Can you please describe why?
(In reply to 4esn0k from comment #11)
> >do the eventsource only thing at a higher limit.
> 
> WebSockets is another such thing.

websockets multiplexes results on one tcp connection. it what should be used for this kind of feature. It also only uses HTTP to bootstrap, so once websockets is established it is not goverened by the HTTP specification.

(In reply to 4esn0k from comment #12)
> >I can't believe EventSource was a API that got spec'd. This is so broken.
> 
> Can you please describe why?

the http specfication requires low parallel connection limits to the same origin - so specifying http transcations that become head of line blockers inevitably creates the problem you are seeing. it is inherent in the design.

if the server was upgraded to spdy/3 that would also solve the issue because spdy is able to carry large numbers of parallel streams over one tcp connection - so blocking streams are not a problem.
(In reply to Patrick McManus [:mcmanus] from comment #10)
> 
> what's the story on other browsers? I guess if the horse is out of the barn
> we could do the eventsource only thing at a higher limit.

Bruno told me that other browsers have the same issue reported in bug 778884. He actually filed bugs for other browsers too. Bruno, maybe you can add some information and pointers here?

(In reply to Patrick McManus [:mcmanus] from comment #14)
> it is what should be used
> for this kind of feature.

Sooo should we make EventSource obsolete, then?

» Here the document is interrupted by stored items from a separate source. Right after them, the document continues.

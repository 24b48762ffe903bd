pub mod health;

use axum::{
    extract::DefaultBodyLimit,
    routing::{get, post},
    Router,
};

use crate::screening::handlers;
use crate::state::AppState;

pub fn build_router(state: AppState) -> Router {
    let body_limit = DefaultBodyLimit::max(state.config.max_upload_bytes);

    Router::new()
        .route("/health", get(health::health_handler))
        .route("/api/v1/screenings", post(handlers::handle_screen))
        .layer(body_limit)
        .with_state(state)
}
use anyhow::Result;
use std::net::SocketAddr;
use tower_http::{cors::CorsLayer, trace::TraceLayer};
use tracing::info;
use tracing_subscriber::{layer::SubscriberExt, util::SubscriberInitExt, EnvFilter};

use api::config::Config;
use api::routes::build_router;
use api::state::AppState;

#[tokio::main]
async fn main() -> Result<()> {
    let config = Config::from_env()?;

    // Initialize structured logging
    tracing_subscriber::registry()
        .with(EnvFilter::try_from_default_env().unwrap_or_else(|_| {
            EnvFilter::new(format!("{}={}", env!("CARGO_PKG_NAME"), &config.rust_log))
        }))
        .with(tracing_subscriber::fmt::layer())
        .init();

    info!("Starting screener API v{}", env!("CARGO_PKG_VERSION"));
    info!(
        "Upload limit: {} bytes, preview window: {} chars",
        config.max_upload_bytes, config.preview_chars
    );

    let state = AppState {
        config: config.clone(),
    };

    let app = build_router(state)
        .layer(TraceLayer::new_for_http())
        .layer(CorsLayer::permissive()); // TODO: tighten CORS in production

    let addr: SocketAddr = format!("0.0.0.0:{}", config.port).parse()?;
    info!("Listening on {addr}");

    let listener = tokio::net::TcpListener::bind(addr).await?;
    axum::serve(listener, app).await?;

    Ok(())
}
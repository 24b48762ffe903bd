// Screening API: multipart upload of resumes + a job description,
// ranked response. All ranking goes through `crate::ranking` — the
// handlers here are presentation glue only.

pub mod batch;
pub mod handlers;
pub mod models;
//! DOCX text extraction via `docx-rs`.
//!
//! A .docx file is a ZIP of XML parts; `docx-rs` exposes the parsed document
//! tree, and the text lives at Paragraph → Run → Text. We collect the text
//! of every non-empty paragraph and join paragraphs with newlines, which is
//! enough fidelity for term-based ranking.

use docx_rs::{read_docx, DocumentChild, Paragraph, ParagraphChild, RunChild};

use crate::extraction::ExtractError;

/// Extracts the paragraph text of a DOCX document held in memory.
pub fn extract(bytes: &[u8]) -> Result<String, ExtractError> {
    let docx = read_docx(bytes).map_err(|e| ExtractError::Docx(format!("{e:?}")))?;

    let mut paragraphs: Vec<String> = Vec::new();
    for child in &docx.document.children {
        if let DocumentChild::Paragraph(para) = child {
            let text = paragraph_text(para);
            if !text.trim().is_empty() {
                paragraphs.push(text);
            }
        }
    }

    Ok(paragraphs.join("\n"))
}

/// Concatenates the text runs of one paragraph. Runs are parts of the same
/// sentence, so no separator is inserted between them.
fn paragraph_text(para: &Paragraph) -> String {
    let mut parts = String::new();
    for child in &para.children {
        if let ParagraphChild::Run(run) = child {
            for rc in &run.children {
                if let RunChild::Text(t) = rc {
                    parts.push_str(&t.text);
                }
            }
        }
    }
    parts
}
//! Request/response models for the Screening API.

use serde::Serialize;

use crate::extraction::FileKind;
use crate::ranking::RankedDocument;

/// One uploaded resume as received from the multipart form, before
/// extraction.
#[derive(Debug, Clone)]
pub struct UploadedResume {
    /// Display name (the uploaded filename); not required to be unique.
    pub name: String,
    pub kind: FileKind,
    pub content: Vec<u8>,
}

/// Full response of a screening request.
#[derive(Debug, Serialize)]
pub struct ScreeningResponse {
    /// Descending by score; ties keep upload order.
    pub ranked: Vec<RankedResume>,
    /// Extracted-text previews, in upload order (only successfully
    /// extracted documents appear here).
    pub previews: Vec<ResumePreview>,
    /// Per-document extraction failures. These documents still appear in
    /// `ranked`, scored against empty text.
    pub warnings: Vec<ExtractionWarning>,
}

#[derive(Debug, Serialize)]
pub struct RankedResume {
    pub name: String,
    pub score: f32,
    /// `score` formatted as a percentage for direct display, e.g. "83.12%".
    pub match_percent: String,
}

impl From<RankedDocument> for RankedResume {
    fn from(doc: RankedDocument) -> Self {
        let match_percent = format!("{:.2}%", doc.score * 100.0);
        Self {
            name: doc.name,
            score: doc.score,
            match_percent,
        }
    }
}

#[derive(Debug, Serialize)]
pub struct ResumePreview {
    pub name: String,
    pub text: String,
    /// True when the extracted text was longer than the preview window.
    pub truncated: bool,
}

#[derive(Debug, Serialize)]
pub struct ExtractionWarning {
    pub name: String,
    pub reason: String,
}
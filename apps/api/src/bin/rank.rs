//! Batch-mode front end: rank resume files on disk against a job
//! description, printing `name — score%` lines descending. Same core as
//! the HTTP service; file kind is inferred from the extension since no
//! MIME type is available.

use std::fs;
use std::path::PathBuf;

use anyhow::{Context, Result};
use clap::Parser;

use api::extraction::{extract_text, FileKind};
use api::ranking::{rank, Document};

#[derive(Parser)]
#[command(
    name = "rank",
    about = "Rank resumes against a job description by textual relevance"
)]
struct Args {
    /// Path to the job description (UTF-8 text file)
    #[arg(long)]
    jd: PathBuf,

    /// Resume files to rank (.pdf, .docx, .txt; anything else scores zero)
    #[arg(required = true)]
    resumes: Vec<PathBuf>,
}

fn main() -> Result<()> {
    let args = Args::parse();

    let job_description = fs::read_to_string(&args.jd)
        .with_context(|| format!("cannot read job description '{}'", args.jd.display()))?;

    let mut documents = Vec::with_capacity(args.resumes.len());
    for path in &args.resumes {
        let name = path
            .file_name()
            .and_then(|n| n.to_str())
            .unwrap_or("unnamed")
            .to_string();
        let kind = path
            .extension()
            .and_then(|e| e.to_str())
            .map(|e| FileKind::from_extension(&e.to_lowercase()))
            .unwrap_or(FileKind::Other);
        let content =
            fs::read(path).with_context(|| format!("cannot read '{}'", path.display()))?;

        let text = match extract_text(&content, kind) {
            Ok(text) => text,
            Err(e) => {
                // Degrade this one document, keep the batch going.
                eprintln!("warning: {name}: {e}");
                String::new()
            }
        };
        documents.push(Document::new(name, text));
    }

    let ranked = rank(&job_description, &documents)?;
    for entry in &ranked {
        println!("{} — {:.2}%", entry.name, entry.score * 100.0);
    }

    Ok(())
}
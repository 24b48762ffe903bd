use axum::{
    extract::multipart::MultipartError,
    http::StatusCode,
    response::{IntoResponse, Response},
    Json,
};
use serde_json::json;
use thiserror::Error;

use crate::ranking::RankError;

/// Application-level error type.
/// Implements `IntoResponse` so Axum handlers can return `Result<T, AppError>`.
#[derive(Debug, Error)]
pub enum AppError {
    #[error("Validation error: {0}")]
    Validation(String),

    #[error("Malformed upload: {0}")]
    Multipart(#[from] MultipartError),

    #[error("Internal server error: {0}")]
    Internal(#[from] anyhow::Error),
}

impl From<RankError> for AppError {
    /// Empty-input preconditions are user mistakes, not server faults:
    /// surface them as blocking validation messages.
    fn from(e: RankError) -> Self {
        AppError::Validation(e.to_string())
    }
}

impl IntoResponse for AppError {
    fn into_response(self) -> Response {
        let (status, code, message) = match &self {
            AppError::Validation(msg) => (StatusCode::BAD_REQUEST, "VALIDATION_ERROR", msg.clone()),
            AppError::Multipart(e) => {
                tracing::warn!("Malformed multipart upload: {e}");
                (StatusCode::BAD_REQUEST, "MALFORMED_UPLOAD", e.to_string())
            }
            AppError::Internal(e) => {
                tracing::error!("Internal error: {e:?}");
                (
                    StatusCode::INTERNAL_SERVER_ERROR,
                    "INTERNAL_ERROR",
                    "An internal server error occurred".to_string(),
                )
            }
        };

        let body = Json(json!({
            "error": {
                "code": code,
                "message": message
            }
        }));

        (status, body).into_response()
    }
}
//! Fixed English stop-word list used by the tokenizer.
//!
//! This is a configuration constant, not derived from data. Articles,
//! pronouns, auxiliaries, and common prepositions/conjunctions carry no
//! ranking signal for resume/JD matching and would otherwise dominate
//! term frequencies.

/// Sorted so membership checks can binary-search.
pub const STOP_WORDS: &[&str] = &[
    "a", "about", "above", "after", "again", "against", "all", "am", "an",
    "and", "any", "are", "as", "at", "be", "because", "been", "before",
    "being", "below", "between", "both", "but", "by", "can", "cannot",
    "could", "did", "do", "does", "doing", "down", "during", "each", "few",
    "for", "from", "further", "had", "has", "have", "having", "he", "her",
    "here", "hers", "herself", "him", "himself", "his", "how", "i", "if",
    "in", "into", "is", "it", "its", "itself", "just", "me", "more", "most",
    "my", "myself", "no", "nor", "not", "now", "of", "off", "on", "once",
    "only", "or", "other", "our", "ours", "ourselves", "out", "over", "own",
    "same", "she", "should", "so", "some", "such", "than", "that", "the",
    "their", "theirs", "them", "themselves", "then", "there", "these",
    "they", "this", "those", "through", "to", "too", "under", "until", "up",
    "very", "was", "we", "were", "what", "when", "where", "which", "while",
    "who", "whom", "why", "will", "with", "would", "you", "your", "yours",
    "yourself", "yourselves",
];

/// Returns true if `token` (already lowercased) is a stop word.
pub fn is_stop_word(token: &str) -> bool {
    STOP_WORDS.binary_search(&token).is_ok()
}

Because the only thing EventSource is doing is this kind of feature.
Flags: needinfo?(brmichel)
I WontFix'd the Chromium bug for this: https://code.google.com/p/chromium/issues/detail?id=275955#c2.
wontfix based on compat - comment 16
Status: UNCONFIRMED → RESOLVED
Closed: 10 years ago
Resolution: --- → WONTFIX
> websockets multiplexes results on one tcp connection

is such multiplexing supported by Firefox or any other browser?

> the http specfication requires low parallel connection limits to the same origin - so specifying http transcations that become head of line blockers inevitably creates the problem you are seeing. it is inherent in the design.
so new protocol can be created, name it HTTPforEventSource, where more than 6 connections is allowed
similary to WebSockets, connection limit can be applied while connecting, after server respond with "Content-type:text/event-stream" nolimit rules can be used...
Here's your new protocol: SPDY (http://www.chromium.org/spdy/spdy-whitepaper), which is getting standardized as HTTP/2 (http://http2.github.io/http2-spec/). SPDY is supported today in IE11+, Firefox, Chrome, and Opera: http://caniuse.com/spdy.
> Bruno, maybe you can add some information and pointers here?

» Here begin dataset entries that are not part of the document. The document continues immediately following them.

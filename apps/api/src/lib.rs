//! Resume screening service: extracts plain text from uploaded resumes,
//! ranks them against a job description by TF-IDF cosine similarity, and
//! serves the ranked list over a small HTTP surface.
//!
//! The core (`ranking`) is a pure library with no UI or framework
//! dependency; `screening`/`routes` are the presentation adapter, and the
//! `rank` binary is a batch-mode equivalent of the upload form.

pub mod config;
pub mod errors;
pub mod extraction;
pub mod ranking;
pub mod routes;
pub mod screening;
pub mod state;
//! TF-IDF vectorization and cosine similarity over a small in-memory corpus.
//!
//! The vocabulary is derived solely from the corpus passed to
//! [`fit_transform`] — nothing is persisted between calls. Weighting follows
//! the smoothed formulation: `tf * (ln((1 + n) / (1 + df)) + 1)`, so every
//! term keeps a strictly positive weight even when it appears in every
//! document, and vectors are L2-normalized.

use std::collections::HashMap;

use crate::ranking::stopwords::is_stop_word;

/// Splits `text` into lowercase alphanumeric terms, dropping stop words.
pub fn tokenize(text: &str) -> Vec<String> {
    text.to_lowercase()
        .split(|c: char| !c.is_alphanumeric())
        .filter(|t| !t.is_empty() && !is_stop_word(t))
        .map(str::to_string)
        .collect()
}

/// Vectorizes `corpus` into dense unit-length TF-IDF rows over a shared
/// vocabulary. Row `i` corresponds to `corpus[i]`. A document with no
/// surviving terms yields an all-zero row.
pub fn fit_transform(corpus: &[&str]) -> Vec<Vec<f32>> {
    let tokenized: Vec<Vec<String>> = corpus.iter().map(|doc| tokenize(doc)).collect();

    // Vocabulary index: first-seen order across the corpus.
    let mut vocab: HashMap<&str, usize> = HashMap::new();
    for tokens in &tokenized {
        for token in tokens {
            let next = vocab.len();
            vocab.entry(token.as_str()).or_insert(next);
        }
    }

    // Document frequency per term.
    let mut df = vec![0u32; vocab.len()];
    for tokens in &tokenized {
        let mut seen = vec![false; vocab.len()];
        for token in tokens {
            let idx = vocab[token.as_str()];
            if !seen[idx] {
                seen[idx] = true;
                df[idx] += 1;
            }
        }
    }

    let n_docs = corpus.len() as f32;
    let idf: Vec<f32> = df
        .iter()
        .map(|&d| ((1.0 + n_docs) / (1.0 + d as f32)).ln() + 1.0)
        .collect();

    tokenized
        .iter()
        .map(|tokens| {
            let mut row = vec![0.0f32; vocab.len()];
            for token in tokens {
                row[vocab[token.as_str()]] += 1.0; // raw term frequency
            }
            for (idx, weight) in row.iter_mut().enumerate() {
                *weight *= idf[idx];
            }
            l2_normalize(&mut row);
            row
        })
        .collect()
}

/// Cosine similarity between two equal-length vectors.
/// A zero-norm vector on either side yields 0.0 rather than NaN.
pub fn cosine_similarity(a: &[f32], b: &[f32]) -> f32 {
    debug_assert_eq!(a.len(), b.len());
    let dot: f32 = a.iter().zip(b).map(|(x, y)| x * y).sum();
    let norm_a: f32 = a.iter().map(|x| x * x).sum::<f32>().sqrt();
    let norm_b: f32 = b.iter().map(|x| x * x).sum::<f32>().sqrt();
    if norm_a == 0.0 || norm_b == 0.0 {
        return 0.0;
    }
    (dot / (norm_a * norm_b)).clamp(0.0, 1.0)
}

fn l2_normalize(row: &mut [f32]) {
    let norm: f32 = row.iter().map(|x| x * x).sum::<f32>().sqrt();
    if norm > 0.0 {
        for x in row.iter_mut() {
            *x /= norm;
        }
    }
}

#[cfg(test)]
mod tests {
    use super::*;

    #[test]
    fn test_tokenize_lowercases_and_splits_on_non_alphanumeric() {
        let tokens = tokenize("Senior Rust/C++ Engineer (Backend)");
        assert_eq!(tokens, vec!["senior", "rust", "c", "engineer", "backend"]);
    }

    #[test]
    fn test_tokenize_drops_stop_words() {
        let tokens = tokenize("experience with the design of distributed systems");
        assert_eq!(tokens, vec!["experience", "design", "distributed", "systems"]);
    }

    #[test]
    fn test_tokenize_keeps_digits() {
        let tokens = tokenize("5 years of Python 3");
        assert_eq!(tokens, vec!["5", "years", "python", "3"]);
    }

    #[test]
    fn test_rows_are_unit_length() {
        let rows = fit_transform(&["rust backend systems", "python data pipelines"]);
        for row in &rows {
            let norm: f32 = row.iter().map(|x| x * x).sum::<f32>().sqrt();
            assert!((norm - 1.0).abs() < 1e-6, "norm was {norm}");
        }
    }

    #[test]
    fn test_all_stop_words_yields_zero_row() {
        let rows = fit_transform(&["the and of with", "rust"]);
        assert!(rows[0].iter().all(|&x| x == 0.0));
    }

    #[test]
    fn test_smoothed_idf_value() {
        // Two docs, term in one of them: idf = ln(3/2) + 1.
        // Single-term doc normalizes to 1.0, so check via an unnormalized
        // reconstruction: the weight before normalization must be positive
        // even for a term present in every document.
        let rows = fit_transform(&["rust rust", "rust"]);
        // Shared term in both docs still gets weight ln(3/3) + 1 = 1 > 0,
        // so neither row is zero.
        assert!(rows[0].iter().any(|&x| x > 0.0));
        assert!(rows[1].iter().any(|&x| x > 0.0));
    }

    #[test]
    fn test_cosine_identical_vectors_is_one() {
        let v = vec![0.6, 0.8];
        assert!((cosine_similarity(&v, &v) - 1.0).abs() < 1e-6);
    }

    #[test]
    fn test_cosine_orthogonal_vectors_is_zero() {
        assert_eq!(cosine_similarity(&[1.0, 0.0], &[0.0, 1.0]), 0.0);
    }

    #[test]
    fn test_cosine_zero_norm_is_zero_not_nan() {
        let score = cosine_similarity(&[0.0, 0.0], &[1.0, 2.0]);
        assert_eq!(score, 0.0);
    }
}
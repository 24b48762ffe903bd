//! Plain-text extraction from uploaded resume files.
//!
//! Each supported format has a dedicated decoder; the dispatcher maps a
//! declared content type (or file extension, for the CLI) to a [`FileKind`]
//! and hands the raw bytes to the right one. Extraction failures are
//! per-document: the caller decides whether to warn and continue, never this
//! module.

pub mod docx;
pub mod pdf;

use thiserror::Error;

/// Declared type of an uploaded file. `Other` is anything we do not decode;
/// it extracts to an empty string so one unrecognized upload never aborts a
/// whole screening batch.
#[derive(Debug, Clone, Copy, PartialEq, Eq)]
pub enum FileKind {
    Pdf,
    Docx,
    PlainText,
    Other,
}

impl FileKind {
    /// Maps a MIME content type (as sent by the browser in multipart upload)
    /// to a kind.
    pub fn from_content_type(content_type: &str) -> Self {
        match content_type {
            "application/pdf" => FileKind::Pdf,
            "application/vnd.openxmlformats-officedocument.wordprocessingml.document" => {
                FileKind::Docx
            }
            "text/plain" => FileKind::PlainText,
            _ => FileKind::Other,
        }
    }

    /// Maps a lowercase file extension to a kind. Used by the CLI, where no
    /// MIME type is available.
    pub fn from_extension(extension: &str) -> Self {
        match extension {
            "pdf" => FileKind::Pdf,
            "docx" => FileKind::Docx,
            "txt" | "text" | "md" => FileKind::PlainText,
            _ => FileKind::Other,
        }
    }
}

/// Per-document extraction failure. Isolated to the offending document; the
/// batch loop converts these into warnings rather than propagating them.
#[derive(Debug, Error)]
pub enum ExtractError {
    #[error("file is not valid UTF-8 text")]
    InvalidUtf8(#[from] std::string::FromUtf8Error),

    #[error("failed to extract text from PDF: {0}")]
    Pdf(String),

    #[error("failed to extract text from DOCX: {0}")]
    Docx(String),
}

/// Extracts plain text from `bytes` according to `kind`.
///
/// `Other` always succeeds with an empty string (degrade gracefully); the
/// document will simply score at or near zero and sink to the bottom.
pub fn extract_text(bytes: &[u8], kind: FileKind) -> Result<String, ExtractError> {
    match kind {
        FileKind::Pdf => pdf::extract(bytes),
        FileKind::Docx => docx::extract(bytes),
        FileKind::PlainText => Ok(String::from_utf8(bytes.to_vec())?),
        FileKind::Other => Ok(String::new()),
    }
}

Sure, the bug for webkit is on https://bugs.webkit.org/show_bug.cgi?id=92670 and the one for chromium is on http://code.google.com/p/chromium/issues/detail?id=139688. If I remember correctly, I have also opened a bug for opera but I didn't find it anymore.
Flags: needinfo?(brmichel)
EventSource works nicely as a simple push mechanism. It's much easier to implement on the server compared to websockets, works nicely with most proxies, and has a fairly easy to use fallback option for older browsers (long poll hack via xhr)

http://blog.fastmail.fm/2012/01/09/building-the-new-ajax-mail-ui-part-1-instant-notifications-of-new-emails-via-eventsourceserver-sent-events/

The connection limit issue does suck though. It's annoying that there's a "hack" for websockets to have a larger limit, but none for event source and Chrome and Firefox are both just punting as "won't fix".

Oh well. Being pragmatic, we came up with a hack for inter-tab communication to deal with the connection limit if anyone else runs into this issue.